[Items from a data source]
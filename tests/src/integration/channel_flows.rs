//! # Push Channel Flows
//!
//! Real WebSocket connections against a served router:
//!
//! 1. **Greeting**: first frame on every connection
//! 2. **Round trips**: widget command in, state change pushed back out
//! 3. **Last connection wins**: a newer browser takes over the pushes
//! 4. **Reconnect**: pushes without a connection are dropped, a new
//!    connection resumes them
//! 5. **Host signals**: project reload navigates the browser, autostart alerts

#[cfg(test)]
mod tests {
    use axum::body::Body;
    use axum::http::{header, Request, StatusCode};
    use axum::Router;
    use futures::{SinkExt, StreamExt};
    use std::net::SocketAddr;
    use std::sync::Arc;
    use std::time::Duration;
    use tokio::net::{TcpListener, TcpStream};
    use tokio::time::timeout;
    use tokio_tungstenite::tungstenite::Message;
    use tokio_tungstenite::{MaybeTlsStream, WebSocketStream};
    use tower::ServiceExt;
    use vc_webaccess::domain::widget::WidgetId;
    use vc_webaccess::{
        build_router, AppState, EventSink, HostPorts, InMemoryConsole, WebAccessConfig,
    };

    type Browser = WebSocketStream<MaybeTlsStream<TcpStream>>;

    const GREETING: &str = "QLC+ is ready";
    const WAIT: Duration = Duration::from_secs(2);

    // =============================================================================
    // TEST FIXTURES
    // =============================================================================

    struct Served {
        addr: SocketAddr,
        router: Router,
        state: AppState,
        console: Arc<InMemoryConsole>,
    }

    async fn serve(configure: impl FnOnce(&mut WebAccessConfig)) -> Served {
        let mut config = WebAccessConfig::default();
        configure(&mut config);
        let console = Arc::new(InMemoryConsole::demo());
        let state = AppState::new(config, HostPorts::from_host(Arc::clone(&console)));
        console.attach_events(EventSink::new(
            Arc::clone(&state.registry),
            Arc::clone(&state.channel),
        ));
        let router = build_router(state.clone());

        let listener = TcpListener::bind("127.0.0.1:0").await.unwrap();
        let addr = listener.local_addr().unwrap();
        let app = router.clone();
        tokio::spawn(async move { axum::serve(listener, app).await });

        Served {
            addr,
            router,
            state,
            console,
        }
    }

    /// Render the console page so its widgets are subscribed
    async fn open_console(served: &Served) {
        let response = served
            .router
            .clone()
            .oneshot(Request::builder().uri("/").body(Body::empty()).unwrap())
            .await
            .unwrap();
        assert_eq!(response.status(), StatusCode::OK);
    }

    async fn connect(served: &Served) -> Browser {
        let url = format!("ws://{}/qlcplusWS", served.addr);
        let (mut browser, _) = tokio_tungstenite::connect_async(url).await.unwrap();
        assert_eq!(next_text(&mut browser).await, GREETING);
        browser
    }

    async fn next_text(browser: &mut Browser) -> String {
        loop {
            let msg = timeout(WAIT, browser.next())
                .await
                .expect("timed out waiting for a frame")
                .expect("connection closed")
                .expect("websocket error");
            if msg.is_text() {
                return msg.to_text().unwrap().to_string();
            }
        }
    }

    async fn send(browser: &mut Browser, frame: &str) {
        browser.send(Message::text(frame)).await.unwrap();
    }

    async fn assert_silent(browser: &mut Browser) {
        let result = timeout(Duration::from_millis(200), browser.next()).await;
        assert!(result.is_err(), "unexpected frame: {:?}", result);
    }

    async fn wait_until(mut condition: impl FnMut() -> bool) {
        for _ in 0..200 {
            if condition() {
                return;
            }
            tokio::time::sleep(Duration::from_millis(10)).await;
        }
        panic!("condition not reached");
    }

    // =============================================================================
    // ROUND TRIPS
    // =============================================================================

    #[tokio::test]
    async fn test_widget_round_trips() {
        let served = serve(|_| {}).await;
        open_console(&served).await;
        let mut browser = connect(&served).await;

        send(&mut browser, "10").await;
        assert_eq!(next_text(&mut browser).await, "10|BUTTON|1");

        send(&mut browser, "20|300").await;
        assert_eq!(next_text(&mut browser).await, "20|SLIDER|44");

        send(&mut browser, "50|STEP|2").await;
        assert_eq!(next_text(&mut browser).await, "50|CUE|2");
    }

    #[tokio::test]
    async fn test_bad_frames_keep_channel_open() {
        let served = serve(|_| {}).await;
        open_console(&served).await;
        let mut browser = connect(&served).await;

        for frame in ["QLC+IO|INPUT|3", "QLC+NOPE|x", "999|1", "20|STEP|4", "30|1", ""] {
            send(&mut browser, frame).await;
        }
        assert_silent(&mut browser).await;

        send(&mut browser, "11").await;
        assert_eq!(next_text(&mut browser).await, "11|BUTTON|1");
    }

    #[tokio::test]
    async fn test_unsubscribed_widget_not_pushed() {
        let served = serve(|_| {}).await;
        let mut browser = connect(&served).await;

        // No page rendered yet: the press lands but nothing is pushed
        send(&mut browser, "10").await;
        assert_silent(&mut browser).await;
        assert!(!served.state.registry.is_subscribed(WidgetId(10)));
    }

    #[tokio::test]
    async fn test_ping_answered() {
        let served = serve(|_| {}).await;
        let mut browser = connect(&served).await;

        browser
            .send(Message::Ping(vec![7, 7].into()))
            .await
            .unwrap();
        loop {
            let msg = timeout(WAIT, browser.next()).await.unwrap().unwrap().unwrap();
            if let Message::Pong(payload) = msg {
                assert_eq!(&payload[..], &[7u8, 7][..]);
                break;
            }
        }
    }

    // =============================================================================
    // CONNECTION LIFECYCLE
    // =============================================================================

    #[tokio::test]
    async fn test_newest_connection_receives_pushes() {
        let served = serve(|_| {}).await;
        open_console(&served).await;
        let mut first = connect(&served).await;
        let mut second = connect(&served).await;

        // Commands from the superseded browser still apply
        send(&mut first, "12").await;
        assert_eq!(next_text(&mut second).await, "12|BUTTON|1");
        assert_silent(&mut first).await;
    }

    #[tokio::test]
    async fn test_reconnect_resumes_notifications() {
        let served = serve(|_| {}).await;
        open_console(&served).await;

        let mut browser = connect(&served).await;
        browser.close(None).await.unwrap();
        let channel = Arc::clone(&served.state.channel);
        wait_until(|| !channel.is_connected()).await;

        // Change with nobody listening
        let dropped = channel.frames_dropped();
        served.state.dispatcher.handle("10");
        assert_eq!(channel.frames_dropped(), dropped + 1);

        let mut browser = connect(&served).await;
        send(&mut browser, "10").await;
        assert_eq!(next_text(&mut browser).await, "10|BUTTON|0");
    }

    // =============================================================================
    // HOST SIGNALS
    // =============================================================================

    #[tokio::test]
    async fn test_project_upload_navigates_browser() {
        let served = serve(|_| {}).await;
        open_console(&served).await;
        let mut browser = connect(&served).await;

        let boundary = "flowBoundary";
        let body = format!(
            "--{boundary}\r\n\
             Content-Disposition: form-data; name=\"qlcprj\"; filename=\"gig.qxw\"\r\n\r\n\
             <Workspace/>\r\n\
             --{boundary}--\r\n"
        );
        let response = served
            .router
            .clone()
            .oneshot(
                Request::builder()
                    .method("POST")
                    .uri("/loadProject")
                    .header(
                        header::CONTENT_TYPE,
                        format!("multipart/form-data; boundary={boundary}"),
                    )
                    .body(Body::from(body))
                    .unwrap(),
            )
            .await
            .unwrap();
        assert_eq!(response.status(), StatusCode::OK);

        assert_eq!(next_text(&mut browser).await, "URL|/");
        assert_eq!(served.console.project().as_deref(), Some("<Workspace/>"));
        // Widget ids of the old console no longer push
        assert!(served.state.registry.is_empty());
    }

    #[tokio::test]
    async fn test_autostart_alerts() {
        let dir = tempfile::tempdir().unwrap();
        let autostart = dir.path().join("autostart.qxw");
        let served = serve(|c| c.system.autostart_file = autostart.clone()).await;
        let mut browser = connect(&served).await;

        send(&mut browser, "QLC+SYS|AUTOSTART|current").await;
        assert_eq!(
            next_text(&mut browser).await,
            "ALERT|Autostart configuration changed"
        );
        assert!(autostart.exists());

        send(&mut browser, "QLC+SYS|AUTOSTART|none").await;
        assert_eq!(
            next_text(&mut browser).await,
            "ALERT|Autostart configuration changed"
        );
        assert!(!autostart.exists());
    }
}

* _Task instructions_: Which lines should be output? Exactly those from the first line of the data through the line containing "browser, autostart alerts", inclusive.

* _Written solution_:
filename tests/src/integration/channel_flows.rs
//! # Push Channel Flows
//!
//! Real WebSocket connections against a served router:
//!
//! 1. **Greeting**: first frame on every connection
//! 2. **Round trips**: widget command in, state change pushed back out
//! 3. **Last connection wins**: a newer browser takes over the pushes
//! 4. **Reconnect**: pushes without a connection are dropped, a new
//!    connection resumes them
//! 5. **Host signals**: project reload navigates the browser, autostart alerts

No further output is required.